→ What needs to be done: Below are records; how many of their lines contain "PartialEq"? Give the number and no other words.

(Collected data entries)

+ + + + + + +

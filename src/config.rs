//! Configuration options for building parameters.
//!
//! This module defines how strictly the base constructor checks layer-count
//! consistency and how many layers a layering scheme may produce.

use serde::{Deserialize, Serialize};

/// How the base constructor compares the layer counts implied by extent
/// bounds, value bounds and reversal flags.
#[derive(Debug, Clone, Copy, PartialEq, Eq, Serialize, Deserialize)]
pub enum ConsistencyCheck {
    /// Fail only when the extent count differs from BOTH the value count and
    /// the reversal count.
    ///
    /// This admits, for example, two extent bounds with two value bounds but
    /// three reversal flags. Existing parameterizations depend on it.
    Lenient,

    /// Fail when any of the three counts differs.
    Strict,
}

impl Default for ConsistencyCheck {
    fn default() -> Self {
        ConsistencyCheck::Lenient
    }
}

impl ConsistencyCheck {
    /// Return true if the three layer counts are acceptable under this policy.
    pub fn accepts(&self, extent: usize, value: usize, reversal: usize) -> bool {
        match self {
            ConsistencyCheck::Lenient => !(extent != value && extent != reversal),
            ConsistencyCheck::Strict => extent == value && extent == reversal,
        }
    }
}

/// Configuration options for parameter construction.
#[derive(Debug, Clone, PartialEq, Serialize, Deserialize)]
pub struct LayeringConfig {
    /// Layer-count consistency policy. Default: Lenient
    pub consistency: ConsistencyCheck,

    /// Maximum number of layers, half-space included. Bounds the
    /// layering-ratio growth loop and the requested layer count of the other
    /// schemes. Default: 1000
    pub max_layers: usize,
}

impl Default for LayeringConfig {
    fn default() -> Self {
        Self {
            consistency: ConsistencyCheck::default(),
            max_layers: 1000,
        }
    }
}

impl LayeringConfig {
    /// Create a new configuration with default values.
    pub fn new() -> Self {
        Self::default()
    }

    /// Set the layer-count consistency policy.
    pub fn with_consistency(mut self, consistency: ConsistencyCheck) -> Self {
        self.consistency = consistency;
        self
    }

    /// Set the cap on layering-ratio growth.
    pub fn with_max_layers(mut self, max_layers: usize) -> Self {
        self.max_layers = max_layers;
        self
    }

    /// Shorthand for a configuration using [`ConsistencyCheck::Strict`].
    pub fn strict() -> Self {
        Self::default().with_consistency(ConsistencyCheck::Strict)
    }
}
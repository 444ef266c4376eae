//! Integration tests for JSON specs, parameter serialization and the
//! parameterization collection

use swparam_rs::parameters::{Parameter, ParameterSpec, Parameterization, Property, Scheme};
use swparam_rs::{ConsistencyCheck, LayeringConfig};

#[test]
fn test_spec_builds_same_parameter_as_constructor() {
    let spec = ParameterSpec::from_json(
        r#"{"scheme": "LN-thickness", "wmin": 1, "wmax": 30, "nlayers": 3,
            "value_min": 100, "value_max": 200, "depth_factor": 2}"#,
    )
    .unwrap();
    let from_spec = spec.build(&LayeringConfig::default()).unwrap();
    let direct = Parameter::from_ln_thickness(1.0, 30.0, 3, 100.0, 200.0, false, 2.0).unwrap();

    assert_eq!(from_spec, direct);
    assert_eq!(from_spec.scheme(), Scheme::LnThickness);
}

#[test]
fn test_fixed_rejects_non_numeric_value() {
    let err = ParameterSpec::from_json(r#"{"scheme": "FX", "value": "x"}"#).unwrap_err();
    assert!(err.is_type_error());
}

#[test]
fn test_reversal_flags_must_be_booleans() {
    let json = r#"{
        "scheme": "CUSTOM",
        "extent_min": [1.0, 2.0],
        "extent_max": [2.0, 4.0],
        "value_min": [100.0, 100.0],
        "value_max": [200.0, 200.0],
        "reversal_allowed": [1, 0]
    }"#;
    let err = Parameter::from_json(json).unwrap_err();
    assert!(err.is_type_error());

    let json = json.replace("[1, 0]", "[true, false]");
    let param = Parameter::from_json(&json).unwrap();
    assert_eq!(param.reversal_allowed(), &[true, false]);
}

#[test]
fn test_serialized_parameter_restores_provenance() {
    let param = Parameter::from_ftl(4, 2.5, 150.0, 450.0, true).unwrap();
    let back = Parameter::from_json(&param.to_json().unwrap()).unwrap();

    assert_eq!(back, param);
    assert_eq!(back.scheme(), Scheme::Ftl);
    assert_eq!(back.scheme_value(), 4.0);
    assert_eq!(back.scheme_aux_value(), Some(2.5));
}

#[test]
fn test_parameterization_from_specs() {
    let specs = vec![
        (
            Property::Vs,
            ParameterSpec::from_json(
                r#"{"scheme": "LR", "wmin": 1.0, "wmax": 30.0, "ratio": 2.0,
                    "value_min": 100.0, "value_max": 400.0}"#,
            )
            .unwrap(),
        ),
        (
            Property::Pr,
            ParameterSpec::from_json(r#"{"scheme": "FX", "value": 0.33}"#).unwrap(),
        ),
    ];

    let model = Parameterization::from_specs(specs, &LayeringConfig::default()).unwrap();
    assert_eq!(model.len(), 2);
    assert_eq!(model.get(Property::Vs).unwrap().nlayers(), 6);
    assert_eq!(model.get(Property::Pr).unwrap().value_min(), &[0.33]);

    let back = Parameterization::from_json(&model.to_json().unwrap()).unwrap();
    assert_eq!(back, model);
}

#[test]
fn test_lenient_parameter_survives_json() {
    let param = Parameter::new(
        Scheme::Custom,
        vec![1.0, 2.0],
        vec![3.0, 6.0],
        vec![1.0, 1.0],
        vec![2.0, 2.0],
        vec![false, false, true],
    )
    .unwrap();

    let back = Parameter::from_json(&param.to_json().unwrap()).unwrap();
    assert_eq!(back, param);
    assert_eq!(back.consistency(), ConsistencyCheck::Lenient);

    let mut model = Parameterization::new();
    model.insert(Property::Vs, param);
    let back = Parameterization::from_json(&model.to_json().unwrap()).unwrap();
    assert_eq!(back, model);
}

#[test]
fn test_parameterization_json_keeps_error_class() {
    let json = r#"{"params": {
        "vs": {
            "scheme": "CUSTOM",
            "extent_min": [1.0],
            "extent_max": [2.0],
            "value_min": [300.0],
            "value_max": [200.0],
            "reversal_allowed": [false]
        }
    }}"#;
    let err = Parameterization::from_json(json).unwrap_err();
    assert!(err.is_order_error());
    assert!(!err.is_type_error());
}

+ + + + + + +

→ Answer for this exercise: 2